Dealers take just under 63% of the £1.8bn segment one (cars aged up to three years), with independents taking 37%. They take just a quarter of the £2.7bn segment two (four to seven years old), with 74% heading to independents. And they have virtually no presence in segment three (eight to 11 years) and segment four (12-13 years).
Polk predicts vehicle sales over the three years to 2010 will be flat, which means the aftersales growth will come in the older segments. Reininger says this means dealers will lose 6% volume, worth £122m in 2010, while independents will raise sales by 6.7%, or £338m.
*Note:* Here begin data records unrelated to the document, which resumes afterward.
/*
 * Responsibility
 * - PostgreSQL (JSONB) 上の document store 実装
 * - 1 テーブル `documents (collection, id, body)` に全 collection を格納
 * - filter は JSONB containment (`body @> filter`) で評価する
 */
use async_trait::async_trait;
use sqlx::PgPool;
use sqlx::types::Json;

use crate::repos::document_store::{
    DeleteResult, Document, DocumentStore, InsertOneResult, UpdateOptions, UpdateResult,
    assign_id, sanitize_patch, upsert_seed,
};
use crate::repos::error::{StoreError, StoreResult};

#[derive(Clone, Debug)]
pub struct PgDocumentStore {
    pool: PgPool,
}

impl PgDocumentStore {
    pub fn new(pool: PgPool) -> Self {
        Self { pool }
    }

    /// Creates the backing table and indexes when missing.
    pub async fn ensure_schema(&self) -> StoreResult<()> {
        sqlx::query(
            r#"
            CREATE TABLE IF NOT EXISTS documents (
                collection TEXT NOT NULL,
                id TEXT NOT NULL,
                body JSONB NOT NULL,
                "createdAt" TIMESTAMPTZ NOT NULL DEFAULT now(),
                PRIMARY KEY (collection, id)
            )
            "#,
        )
        .execute(&self.pool)
        .await?;

        sqlx::query(
            r#"
            CREATE INDEX IF NOT EXISTS documents_body_idx
            ON documents USING GIN (body jsonb_path_ops)
            "#,
        )
        .execute(&self.pool)
        .await?;

        // One account per email.
        sqlx::query(
            r#"
            CREATE UNIQUE INDEX IF NOT EXISTS documents_users_email_idx
            ON documents ((body->>'email'))
            WHERE collection = 'users'
            "#,
        )
        .execute(&self.pool)
        .await?;

        Ok(())
    }

    async fn insert(&self, collection: &str, mut doc: Document) -> StoreResult<String> {
        let id = assign_id(&mut doc)?;

        let result = sqlx::query(
            r#"
            INSERT INTO documents (collection, id, body)
            VALUES ($1, $2, $3)
            ON CONFLICT (collection, id) DO NOTHING
            "#,
        )
        .bind(collection)
        .bind(&id)
        .bind(Json(&doc))
        .execute(&self.pool)
        .await
        .map_err(StoreError::from_sqlx)?;

        if result.rows_affected() == 0 {
            return Err(StoreError::Conflict(format!("duplicate _id: {}", id)));
        }

        Ok(id)
    }
}

#[async_trait]
impl DocumentStore for PgDocumentStore {
    fn backend_name(&self) -> &'static str {
        "postgres"
    }

    async fn find(&self, collection: &str, filter: &Document) -> StoreResult<Vec<Document>> {
        let rows = sqlx::query_scalar::<_, Json<Document>>(
            r#"
            SELECT body
            FROM documents
            WHERE collection = $1 AND body @> $2
            ORDER BY "createdAt", id
            "#,
        )
        .bind(collection)
        .bind(Json(filter))
        .fetch_all(&self.pool)
        .await?;

        Ok(rows.into_iter().map(|Json(doc)| doc).collect())
    }

    async fn find_one(
        &self,
        collection: &str,
        filter: &Document,
    ) -> StoreResult<Option<Document>> {
        let row = sqlx::query_scalar::<_, Json<Document>>(
            r#"
            SELECT body
            FROM documents
            WHERE collection = $1 AND body @> $2
            ORDER BY "createdAt", id
            LIMIT 1
            "#,
        )
        .bind(collection)
        .bind(Json(filter))
        .fetch_optional(&self.pool)
        .await?;

        Ok(row.map(|Json(doc)| doc))
    }

    async fn insert_one(&self, collection: &str, doc: Document) -> StoreResult<InsertOneResult> {
        let inserted_id = self.insert(collection, doc).await?;

        Ok(InsertOneResult {
            acknowledged: true,
            inserted_id,
        })
    }

    async fn update_one(
        &self,
        collection: &str,
        filter: &Document,
        patch: Document,
        options: UpdateOptions,
    ) -> StoreResult<UpdateResult> {
        let patch = sanitize_patch(patch);

        // `unchanged` is computed against the pre-update body.
        let unchanged = sqlx::query_scalar::<_, bool>(
            r#"
            WITH target AS (
                SELECT id, body
                FROM documents
                WHERE collection = $1 AND body @> $2
                ORDER BY "createdAt", id
                LIMIT 1
                FOR UPDATE
            )
            UPDATE documents d
            SET body = d.body || $3
            FROM target
            WHERE d.collection = $1 AND d.id = target.id
            RETURNING target.body @> $3
            "#,
        )
        .bind(collection)
        .bind(Json(filter))
        .bind(Json(&patch))
        .fetch_optional(&self.pool)
        .await
        .map_err(StoreError::from_sqlx)?;

        match unchanged {
            Some(unchanged) => Ok(UpdateResult::matched(!unchanged)),
            None if options.upsert => {
                let id = self.insert(collection, upsert_seed(filter, &patch)).await?;
                Ok(UpdateResult::upserted(id))
            }
            None => Ok(UpdateResult::unmatched()),
        }
    }

    async fn delete_one(&self, collection: &str, filter: &Document) -> StoreResult<DeleteResult> {
        let result = sqlx::query(
            r#"
            DELETE FROM documents
            WHERE collection = $1 AND id = (
                SELECT id
                FROM documents
                WHERE collection = $1 AND body @> $2
                ORDER BY "createdAt", id
                LIMIT 1
            )
            "#,
        )
        .bind(collection)
        .bind(Json(filter))
        .execute(&self.pool)
        .await?;

        Ok(DeleteResult {
            acknowledged: true,
            deleted_count: result.rows_affected(),
        })
    }
}
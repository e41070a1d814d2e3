/*
 * Responsibility
 * - handler から使う service 群 (トークン発行・検証, パスワードハッシュ)
 */
pub mod auth;
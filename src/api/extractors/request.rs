/*
 * Responsibility
 * - axum の Json / Query rejection を AppError (400 `{"message": ...}`) に揃える
 * - handler は `Result<Json<T>, JsonRejection>` を受け取り、ここで中身を取り出す
 */
use axum::{
    Json,
    extract::{
        Query,
        rejection::{JsonRejection, QueryRejection},
    },
};

use crate::error::AppError;

/// JSON body を取り出す。構文エラー・型不一致・Content-Type 不正はすべて 400。
///
/// ```ignore
/// pub async fn handler(body: Result<Json<MyRequest>, JsonRejection>) -> Result<..., AppError> {
///     let req = extract_json(body)?;
/// }
/// ```
pub fn extract_json<T>(result: Result<Json<T>, JsonRejection>) -> Result<T, AppError> {
    result.map(|Json(v)| v).map_err(|err| {
        tracing::debug!(status = %err.status(), "rejected request body");
        AppError::InvalidRequest(err.body_text())
    })
}

pub fn extract_query<T>(result: Result<Query<T>, QueryRejection>) -> Result<T, AppError> {
    result
        .map(|Query(v)| v)
        .map_err(|err| AppError::InvalidRequest(err.body_text()))
}
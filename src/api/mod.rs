/*
 * Responsibility
 * - HTTP API の公開ポイント (routes() の re-export など)
 */
pub mod dto;
pub mod extractors;
pub mod handlers;
mod routes;

pub use routes::routes;
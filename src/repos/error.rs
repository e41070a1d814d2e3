/*
 * Responsibility
 * - document store が上位に伝える意味の定義
 */
use thiserror::Error;

pub type StoreResult<T> = Result<T, StoreError>;

#[derive(Debug, Error)]
pub enum StoreError {
    #[error("db error: {0}")]
    Backend(#[from] sqlx::Error),
    #[error("conflict: {0}")]
    Conflict(String),
    #[error("invalid document: {0}")]
    InvalidDocument(&'static str),
    #[error("stored document could not be decoded: {0}")]
    Decode(#[from] serde_json::Error),
}

impl StoreError {
    // 23505 = unique_violation
    pub fn from_sqlx(e: sqlx::Error) -> Self {
        if let sqlx::Error::Database(dbe) = &e
            && dbe.code().as_deref() == Some("23505")
        {
            let constraint = dbe.constraint().unwrap_or("unique constraint");
            return StoreError::Conflict(format!("duplicate value for {}", constraint));
        }
        StoreError::Backend(e)
    }
}
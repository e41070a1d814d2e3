pub mod access_jwt;
pub mod factory;
pub mod password;

pub use access_jwt::{AccessJwt, AccessJwtError, Claims, TokenClaims};
pub use factory::build_access_jwt;
/*
 * Responsibility
 * - アプリ共通の AppError 定義
 * - IntoResponse 実装 (HTTP status / JSON `{"message": ...}` body)
 * - StoreError / PasswordError などを統一的に変換
 */
use axum::{
    Json,
    http::StatusCode,
    response::{IntoResponse, Response},
};
use serde::Serialize;
use thiserror::Error;

use crate::repos::error::StoreError;
use crate::services::auth::password::PasswordError;

#[derive(Debug, Serialize)]
pub struct ErrorResponse {
    pub message: String,
}

#[derive(Debug, Error)]
pub enum AppError {
    /// No credential on a protected route.
    #[error("Unauthorized Access")]
    Unauthenticated,

    /// Credential present but malformed, badly signed or expired.
    #[error("Access Forbidden")]
    Forbidden,

    /// Verified identity does not own the requested scope.
    #[error("Forbidden Access")]
    OwnershipMismatch,

    #[error("Invalid email or password")]
    InvalidCredentials,

    #[error("{0}")]
    InvalidRequest(String),

    #[error("{0}")]
    Conflict(String),

    #[error("Internal Server Error")]
    Upstream(#[source] StoreError),

    #[error("Internal Server Error")]
    Internal,
}

impl AppError {
    pub fn invalid_request(message: impl Into<String>) -> Self {
        Self::InvalidRequest(message.into())
    }

    pub fn status(&self) -> StatusCode {
        match self {
            AppError::Unauthenticated | AppError::InvalidCredentials => StatusCode::UNAUTHORIZED,
            AppError::Forbidden | AppError::OwnershipMismatch => StatusCode::FORBIDDEN,
            AppError::InvalidRequest(_) => StatusCode::BAD_REQUEST,
            AppError::Conflict(_) => StatusCode::CONFLICT,
            AppError::Upstream(_) | AppError::Internal => StatusCode::INTERNAL_SERVER_ERROR,
        }
    }
}

impl IntoResponse for AppError {
    fn into_response(self) -> Response {
        let body = ErrorResponse {
            message: self.to_string(),
        };

        (self.status(), Json(body)).into_response()
    }
}

impl From<StoreError> for AppError {
    fn from(e: StoreError) -> Self {
        match e {
            // The store's detail names internal ids and indexes; it stays in the log.
            StoreError::Conflict(detail) => {
                tracing::warn!(detail = %detail, "document store conflict");
                AppError::Conflict("Document already exists".to_string())
            }
            StoreError::InvalidDocument(reason) => AppError::invalid_request(reason),
            e => {
                tracing::error!(error = %e, "document store failure");
                AppError::Upstream(e)
            }
        }
    }
}

impl From<PasswordError> for AppError {
    fn from(e: PasswordError) -> Self {
        tracing::error!(error = %e, "password hashing failed");
        AppError::Internal
    }
}
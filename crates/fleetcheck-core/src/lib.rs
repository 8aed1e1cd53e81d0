//! fleetcheck-core — data model shared by every fleetcheck crate.
//!
//! A [`GroupSnapshot`] is a point-in-time view of one scaling group and its
//! member [`InstanceRecord`]s. Snapshots are assembled from the two raw
//! provider responses ([`GroupDescription`] and [`InstanceDescription`]) and
//! are never mutated afterwards.

pub mod config;
pub mod error;
pub mod types;

pub use config::{Credentials, FleetcheckConfig};
pub use error::{SnapshotError, SnapshotResult};
pub use types::*;
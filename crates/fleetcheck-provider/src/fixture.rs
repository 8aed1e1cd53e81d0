//! FixtureProvider — fleet state loaded from a JSON document.
//!
//! The document mirrors what the provider calls would return:
//!
//! ```json
//! {
//!   "authorized_keys": ["AKIA..."],
//!   "groups": [{ "name": "web", "desired_capacity": 2,
//!                "availability_zones": ["ap-south-1a", "ap-south-1b"],
//!                "members": [{ "instance_id": "i-1",
//!                              "lifecycle_state": "InService",
//!                              "availability_zone": "ap-south-1a" }] }],
//!   "instances": [{ "instance_id": "i-1",
//!                   "launch_time": "2026-10-19T08:00:00Z",
//!                   "vpc_id": "vpc-1", "security_groups": ["sg-1"],
//!                   "image_id": "ami-1" }],
//!   "scheduled_actions": [{ "group_name": "web",
//!                           "start_time": "2026-10-19T18:00:00Z" }]
//! }
//! ```

use std::path::Path;

use serde::{Deserialize, Serialize};
use tracing::debug;

use fleetcheck_core::{
    Credentials, GroupDescription, InstanceDescription, ScheduledAction,
};

use crate::error::{ProviderError, ProviderResult};
use crate::memory::MemoryProvider;
use crate::provider::FleetStateProvider;

/// Convert any `Display` error into a `ProviderError` variant.
macro_rules! map_err {
    ($variant:ident) => {
        |e| ProviderError::$variant(e.to_string())
    };
}

/// On-disk fleet document.
#[derive(Debug, Clone, Default, Serialize, Deserialize)]
pub struct FleetDocument {
    #[serde(default)]
    pub authorized_keys: Vec<String>,
    #[serde(default)]
    pub groups: Vec<GroupDescription>,
    #[serde(default)]
    pub instances: Vec<InstanceDescription>,
    #[serde(default)]
    pub scheduled_actions: Vec<ScheduledAction>,
}

impl FleetDocument {
    pub fn from_json(json: &str) -> ProviderResult<Self> {
        serde_json::from_str(json).map_err(map_err!(Deserialize))
    }
}

/// Provider backed by a [`FleetDocument`].
#[derive(Debug, Clone)]
pub struct FixtureProvider {
    inner: MemoryProvider,
}

impl FixtureProvider {
    /// Load a fleet document from disk.
    pub fn open(path: &Path, credentials: Credentials) -> ProviderResult<Self> {
        let content = std::fs::read_to_string(path).map_err(map_err!(Read))?;
        let doc = FleetDocument::from_json(&content)?;
        debug!(
            ?path,
            groups = doc.groups.len(),
            instances = doc.instances.len(),
            "fleet document loaded"
        );
        Ok(Self::from_document(doc, credentials))
    }

    pub fn from_document(doc: FleetDocument, credentials: Credentials) -> Self {
        let mut inner = MemoryProvider::new(credentials);
        for key in &doc.authorized_keys {
            inner = inner.with_authorized_key(key);
        }
        for group in doc.groups {
            inner.insert_group(group);
        }
        for instance in doc.instances {
            inner.insert_instance(instance);
        }
        for action in doc.scheduled_actions {
            inner = inner.with_action(action);
        }
        Self { inner }
    }
}

impl FleetStateProvider for FixtureProvider {
    fn validate_credentials(&self) -> ProviderResult<()> {
        self.inner.validate_credentials()
    }

    fn describe_group(&self, name: &str) -> ProviderResult<GroupDescription> {
        self.inner.describe_group(name)
    }

    fn describe_instance(&self, instance_id: &str) -> ProviderResult<InstanceDescription> {
        self.inner.describe_instance(instance_id)
    }

    fn describe_scheduled_actions(&self, group: &str) -> ProviderResult<Vec<ScheduledAction>> {
        self.inner.describe_scheduled_actions(group)
    }
}
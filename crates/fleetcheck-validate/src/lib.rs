//! fleetcheck-validate — consistency checks for a scaling group.
//!
//! Turns a [`GroupSnapshot`](fleetcheck_core::GroupSnapshot) into verdicts
//! and derived metrics. Everything here is a pure function of its inputs:
//! the snapshot, the scheduled actions, and an injected evaluation instant.
//!
//! # Architecture
//!
//! ```text
//! CheckSession
//!   ├── FleetStateProvider::validate_credentials()
//!   ├── fetch_snapshot() + describe_scheduled_actions()
//!   ├── fleet-consistency
//!   │   ├── desired == 0            → Idle, stop
//!   │   ├── capacity_matches()      → Fail, stop
//!   │   ├── zone_distribution_valid → Fail, stop
//!   │   ├── config_homogeneous()    → Fail / EmptyInstanceSet, stop
//!   │   └── longest_uptime()        → metric
//!   └── fleet-activity
//!       ├── next_scheduled_action() → metric (or none)
//!       └── same_day_churn_count()  → metric
//! ```
//!
//! Each step yields a tagged outcome (`Pass`, `Fail`, `Error`). Whether a
//! failed scenario halts the rest of the session is the caller's
//! [`HaltPolicy`].

pub mod aggregators;
pub mod error;
pub mod scenario;
pub mod session;
pub mod validators;

pub use aggregators::{
    Countdown, Uptime, format_hms, longest_uptime, next_scheduled_action, same_day_churn_count,
};
pub use error::{CheckError, CheckResult, ErrorKind};
pub use scenario::{
    Metric, Scenario, ScenarioReport, Step, StepOutcome, StepRecord, Verdict, fleet_activity,
    fleet_consistency,
};
pub use session::{CheckSession, HaltPolicy, SessionReport};
pub use validators::{
    CapacityCheck, Homogeneity, ZoneSpread, capacity, capacity_matches, config_homogeneous,
    homogeneity, zone_distribution_valid, zone_spread,
};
“By doing the same old thing, dealers will lose 55-60% of net profit,” he adds.
How? There will be 9.8m cars in segment one, down by 853,000 by 2010. That equates to a parts revenue fall of £203m. Dealers need to focus on loyalty with predictive marketing targeting defections with the right message at the right time.
In segment two, the car parc will fall by 109,000 to 9.2m, a £32m dip in parts opportunities. Here, dealers need to focus on second owners, booking first services when they sell a used car, implement vehicle inspection processes and remain in constant contact with clients.
Growth will happen in segment three and four, where the car parc will rise by 1.6m units to 8.9m. Profits revenue will increase by £451m.
“This segment is all about conquest customers. You have to understand the vehicle part and engage inactive customers with targeted mail drops,” says Reininger.